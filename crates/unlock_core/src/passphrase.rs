//! Passphrase verification with attempt lockout.
//!
//! The digest only keeps the plain-text passphrase out of casual view; it is
//! not a secrecy guarantee against anyone who can read the client.

use std::time::Duration;

use sha2::{Digest, Sha256};
use shared::{
    domain::InputOrigin,
    error::{GateError, SubmissionProblem},
};
use tokio::time::Instant;
use tracing::{debug, info};

pub fn normalize_guess(raw: &str) -> Option<String> {
    let normalized = raw.trim().to_uppercase();
    (!normalized.is_empty()).then_some(normalized)
}

pub fn digest_hex(normalized: &str) -> String {
    hex::encode(Sha256::digest(normalized.as_bytes()))
}

#[derive(Debug, Clone, Copy, PartialEq, Eq)]
pub struct LockoutPolicy {
    pub threshold: u32,
    pub duration: Duration,
}

#[derive(Debug, Clone, Default, PartialEq, Eq)]
pub struct LockoutState {
    pub failure_count: u32,
    pub lockout_until: Option<Instant>,
}

#[derive(Debug, Clone, Copy, PartialEq, Eq)]
pub enum VerifyOutcome {
    Success,
    Mismatch { attempts_remaining: u32 },
    LockedOut { until: Instant },
}

impl VerifyOutcome {
    pub fn into_error(self, now: Instant) -> Option<GateError> {
        match self {
            Self::Success => None,
            Self::Mismatch { attempts_remaining } => {
                Some(GateError::VerificationMismatch { attempts_remaining })
            }
            Self::LockedOut { until } => Some(GateError::Lockout {
                remaining_seconds: ceil_seconds(until.saturating_duration_since(now)),
            }),
        }
    }
}

pub struct PassphraseVerifier {
    expected_digest: String,
    policy: LockoutPolicy,
    state: LockoutState,
}

impl PassphraseVerifier {
    pub fn new(expected_digest: impl Into<String>, policy: LockoutPolicy) -> Self {
        Self {
            expected_digest: expected_digest.into(),
            policy,
            state: LockoutState::default(),
        }
    }

    /// Checks lockout and input before any hashing. Returns the normalized
    /// candidate to digest. Refusals never touch the failure counter.
    pub fn admit(
        &mut self,
        raw: &str,
        origin: InputOrigin,
        now: Instant,
    ) -> Result<String, GateError> {
        if let Some(remaining) = self.lockout_remaining(now) {
            debug!(remaining_ms = remaining.as_millis() as u64, "refused guess during lockout");
            return Err(GateError::Lockout {
                remaining_seconds: ceil_seconds(remaining),
            });
        }
        if self.state.lockout_until.take().is_some() {
            debug!("lockout expired");
        }

        if let Some(problem) = SubmissionProblem::for_origin(origin) {
            return Err(GateError::InvalidSubmission { problem });
        }
        normalize_guess(raw).ok_or(GateError::InvalidSubmission {
            problem: SubmissionProblem::Empty,
        })
    }

    /// Applies the comparison result for a digest produced from an admitted
    /// candidate.
    pub fn settle(&mut self, digest: &str, now: Instant) -> VerifyOutcome {
        if digest.eq_ignore_ascii_case(&self.expected_digest) {
            self.state = LockoutState::default();
            return VerifyOutcome::Success;
        }

        self.state.failure_count += 1;
        if self.state.failure_count >= self.policy.threshold {
            let until = now + self.policy.duration;
            self.state = LockoutState {
                failure_count: 0,
                lockout_until: Some(until),
            };
            info!(
                lockout_secs = self.policy.duration.as_secs(),
                "passphrase attempts exhausted; locking"
            );
            return VerifyOutcome::LockedOut { until };
        }

        VerifyOutcome::Mismatch {
            attempts_remaining: self.policy.threshold - self.state.failure_count,
        }
    }

    pub fn verify(
        &mut self,
        raw: &str,
        origin: InputOrigin,
        now: Instant,
    ) -> Result<VerifyOutcome, GateError> {
        let candidate = self.admit(raw, origin, now)?;
        Ok(self.settle(&digest_hex(&candidate), now))
    }

    pub fn lockout_remaining(&self, now: Instant) -> Option<Duration> {
        self.state
            .lockout_until
            .filter(|until| *until > now)
            .map(|until| until - now)
    }

    pub fn lockout_remaining_seconds(&self, now: Instant) -> u64 {
        self.lockout_remaining(now).map_or(0, ceil_seconds)
    }

    pub fn attempts_remaining(&self) -> u32 {
        self.policy.threshold.saturating_sub(self.state.failure_count)
    }

    pub fn state(&self) -> &LockoutState {
        &self.state
    }
}

fn ceil_seconds(duration: Duration) -> u64 {
    let secs = duration.as_secs();
    if duration.subsec_nanos() > 0 {
        secs + 1
    } else {
        secs
    }
}

#[cfg(test)]
#[path = "tests/passphrase_tests.rs"]
mod tests;
use std::time::Duration;

use rand::SeedableRng;
use rand_chacha::ChaCha8Rng;
use shared::{
    domain::{InputEvent, StageId},
    error::{GateError, GateErrorKind, GateNotice},
    protocol::{GateSignal, GateSnapshot},
};
use tokio::sync::broadcast::{self, error::RecvError};
use unlock_core::{config::SECRET_SEQUENCE, Gate, GateConfig, GateDeps, GateHandle};

fn spawn_gate(clicks: u32, seconds: u32) -> GateHandle {
    let config = GateConfig {
        challenge_clicks: clicks..=clicks,
        challenge_seconds: seconds..=seconds,
        ..GateConfig::default()
    };
    Gate::spawn(
        config,
        GateDeps::in_memory().with_rng(ChaCha8Rng::seed_from_u64(42)),
    )
    .expect("spawn gate")
}

async fn wait_for_stage(handle: &GateHandle, stage: StageId) -> GateSnapshot {
    let mut snapshots = handle.watch();
    let snapshot = snapshots
        .wait_for(|snapshot| snapshot.stage == stage)
        .await
        .expect("gate running")
        .clone();
    snapshot
}

async fn next_notice(signals: &mut broadcast::Receiver<GateSignal>) -> GateNotice {
    loop {
        match signals.recv().await {
            Ok(GateSignal::Rejected { notice }) => return notice,
            Ok(_) | Err(RecvError::Lagged(_)) => continue,
            Err(RecvError::Closed) => panic!("gate signals closed"),
        }
    }
}

fn enter_sequence(handle: &GateHandle) {
    for event in SECRET_SEQUENCE {
        handle.press(event).expect("press");
    }
}

#[tokio::test(start_paused = true)]
async fn noise_before_the_sequence_still_matches() {
    let handle = spawn_gate(6, 10);
    for event in [InputEvent::A, InputEvent::Other, InputEvent::Up] {
        handle.press(event).expect("press");
    }
    enter_sequence(&handle);

    let snapshot = wait_for_stage(&handle, StageId::Challenge).await;
    assert_eq!(snapshot.required, 6);
}

#[tokio::test(start_paused = true)]
async fn enough_actions_in_time_reach_the_passphrase() {
    let handle = spawn_gate(6, 10);
    enter_sequence(&handle);
    wait_for_stage(&handle, StageId::Challenge).await;

    for _ in 0..6 {
        handle.record_action().expect("action");
    }

    let snapshot = wait_for_stage(&handle, StageId::Passphrase).await;
    assert_eq!(snapshot.attempts_remaining, 3);
}

#[tokio::test(start_paused = true)]
async fn too_few_actions_fall_back_to_the_sequence() {
    let handle = spawn_gate(8, 5);
    let mut signals = handle.subscribe();
    enter_sequence(&handle);
    wait_for_stage(&handle, StageId::Challenge).await;

    for _ in 0..3 {
        handle.record_action().expect("action");
    }

    let notice = next_notice(&mut signals).await;
    assert_eq!(
        notice,
        GateError::ChallengeTimeout {
            elapsed: 3,
            required: 8
        }
        .into()
    );
    wait_for_stage(&handle, StageId::AwaitingSequence).await;

    // A fresh sequence starts a new run.
    enter_sequence(&handle);
    let snapshot = wait_for_stage(&handle, StageId::Challenge).await;
    assert_eq!(snapshot.elapsed, 0);
}

#[tokio::test(start_paused = true)]
async fn lockout_then_recovery_then_unlock() {
    let handle = spawn_gate(1, 5);
    let mut signals = handle.subscribe();
    enter_sequence(&handle);
    wait_for_stage(&handle, StageId::Challenge).await;
    handle.record_action().expect("action");
    wait_for_stage(&handle, StageId::Passphrase).await;

    for expected in [
        GateErrorKind::VerificationMismatch,
        GateErrorKind::VerificationMismatch,
        GateErrorKind::Lockout,
    ] {
        handle.submit("wrong").expect("submit");
        assert_eq!(next_notice(&mut signals).await.kind, expected);
    }

    handle.submit("moon").expect("submit during lockout");
    let refused = next_notice(&mut signals).await;
    assert_eq!(refused.kind, GateErrorKind::Lockout);
    assert_eq!(handle.snapshot().attempts_remaining, 3);
    assert_eq!(handle.snapshot().stage, StageId::Passphrase);

    tokio::time::sleep(Duration::from_secs(31)).await;

    handle.submit("wrong").expect("submit after lockout");
    let mismatch = next_notice(&mut signals).await;
    assert_eq!(
        mismatch,
        GateError::VerificationMismatch {
            attempts_remaining: 2
        }
        .into()
    );

    handle.submit("moon ").expect("submit");
    let snapshot = wait_for_stage(&handle, StageId::Unlocked).await;
    assert_eq!(snapshot.attempts_remaining, 3);
}

#[tokio::test(start_paused = true)]
async fn reset_from_unlocked_returns_to_the_start() {
    let handle = spawn_gate(1, 5);
    enter_sequence(&handle);
    wait_for_stage(&handle, StageId::Challenge).await;
    handle.record_action().expect("action");
    wait_for_stage(&handle, StageId::Passphrase).await;
    handle.submit("Moon").expect("submit");
    wait_for_stage(&handle, StageId::Unlocked).await;

    handle.reset().expect("reset");
    let snapshot = wait_for_stage(&handle, StageId::AwaitingSequence).await;
    assert_eq!(snapshot.required, 0);

    // Stage 2 is unreachable again without the sequence.
    handle.record_action().expect("action");
    tokio::time::sleep(Duration::from_secs(1)).await;
    assert_eq!(handle.snapshot().stage, StageId::AwaitingSequence);
}
use std::path::Path;

use anyhow::{Context, Result};
use async_trait::async_trait;
use storage::Storage;

use crate::{FlagStore, FLOURISH_FLAG};

pub struct DurableFlagStore {
    store: Storage,
}

impl DurableFlagStore {
    pub async fn initialize(database_url: &str) -> Result<Self> {
        let store = Storage::new(database_url)
            .await
            .with_context(|| format!("failed to initialize flag storage at '{database_url}'"))?;
        Ok(Self { store })
    }

    /// Clears the flourish flag so the next unlock plays it again.
    pub async fn forget_flourish(&self) -> Result<bool> {
        self.store.clear_flag(FLOURISH_FLAG).await
    }

    pub fn sqlite_url_for_data_dir(base_dir: &Path) -> String {
        format!("sqlite://{}", base_dir.join("gate_flags.sqlite3").display())
    }
}

#[async_trait]
impl FlagStore for DurableFlagStore {
    async fn flourish_shown(&self) -> Result<bool> {
        Ok(self.store.load_flag(FLOURISH_FLAG).await?.is_some())
    }

    async fn mark_flourish_shown(&self) -> Result<()> {
        self.store.set_flag(FLOURISH_FLAG).await?;
        Ok(())
    }
}
//! Fixed gate configuration. A [`GateConfig`] is handed to the gate once at
//! construction and never mutated afterwards.

use std::{ops::RangeInclusive, time::Duration};

use shared::domain::InputEvent;
use thiserror::Error;

pub const SECRET_SEQUENCE: [InputEvent; 10] = [
    InputEvent::Up,
    InputEvent::Up,
    InputEvent::Down,
    InputEvent::Down,
    InputEvent::Left,
    InputEvent::Right,
    InputEvent::Left,
    InputEvent::Right,
    InputEvent::B,
    InputEvent::A,
];

/// SHA-256 of the normalized passphrase `MOON`.
pub const PASSPHRASE_DIGEST: &str =
    "addf9430f1392c9bed3315724ca7157afa8bb3dbb59763cf6082328fe2af05d1";

const DIGEST_HEX_LEN: usize = 64;

#[derive(Debug, Clone)]
pub struct GateConfig {
    pub target_sequence: Vec<InputEvent>,
    pub challenge_clicks: RangeInclusive<u32>,
    pub challenge_seconds: RangeInclusive<u32>,
    pub passphrase_digest: String,
    pub lockout_threshold: u32,
    pub lockout_duration: Duration,
    pub challenge_success_delay: Duration,
    pub challenge_failure_delay: Duration,
    pub unlock_delay: Duration,
    pub ambient_pulse_interval: Duration,
}

impl Default for GateConfig {
    fn default() -> Self {
        Self {
            target_sequence: SECRET_SEQUENCE.to_vec(),
            challenge_clicks: 5..=10,
            challenge_seconds: 5..=10,
            passphrase_digest: PASSPHRASE_DIGEST.to_string(),
            lockout_threshold: 3,
            lockout_duration: Duration::from_secs(30),
            challenge_success_delay: Duration::from_millis(750),
            challenge_failure_delay: Duration::from_millis(1500),
            unlock_delay: Duration::from_millis(750),
            ambient_pulse_interval: Duration::from_secs(2),
        }
    }
}

#[derive(Debug, Error, PartialEq, Eq)]
pub enum ConfigError {
    #[error("target sequence must not be empty")]
    EmptySequence,
    #[error("{name} range {start}..={end} is empty or starts at zero")]
    InvalidRange {
        name: &'static str,
        start: u32,
        end: u32,
    },
    #[error("passphrase digest must be {DIGEST_HEX_LEN} hex characters")]
    MalformedDigest,
    #[error("lockout threshold must be at least 1")]
    ZeroThreshold,
    #[error("{name} must be greater than zero")]
    ZeroDuration { name: &'static str },
}

impl GateConfig {
    pub fn validate(&self) -> Result<(), ConfigError> {
        if self.target_sequence.is_empty() {
            return Err(ConfigError::EmptySequence);
        }
        check_range("challenge_clicks", &self.challenge_clicks)?;
        check_range("challenge_seconds", &self.challenge_seconds)?;

        let digest = self.passphrase_digest.as_bytes();
        if digest.len() != DIGEST_HEX_LEN || !digest.iter().all(u8::is_ascii_hexdigit) {
            return Err(ConfigError::MalformedDigest);
        }
        if self.lockout_threshold == 0 {
            return Err(ConfigError::ZeroThreshold);
        }

        for (name, value) in [
            ("lockout_duration", self.lockout_duration),
            ("ambient_pulse_interval", self.ambient_pulse_interval),
        ] {
            if value.is_zero() {
                return Err(ConfigError::ZeroDuration { name });
            }
        }
        Ok(())
    }
}

fn check_range(name: &'static str, range: &RangeInclusive<u32>) -> Result<(), ConfigError> {
    if range.is_empty() || *range.start() == 0 {
        return Err(ConfigError::InvalidRange {
            name,
            start: *range.start(),
            end: *range.end(),
        });
    }
    Ok(())
}

#[cfg(test)]
#[path = "tests/config_tests.rs"]
mod tests;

▶ _TO DO_
In the listing, find every line containing the word "GateConfig" and list it.

▶ _SOLVED PROBLEM_
use unlock_core::{config::SECRET_SEQUENCE, Gate, GateConfig, GateDeps, GateHandle};
    let config = GateConfig {
        ..GateConfig::default()
//! Fixed gate configuration. A [`GateConfig`] is handed to the gate once at
pub struct GateConfig {
impl Default for GateConfig {
impl GateConfig {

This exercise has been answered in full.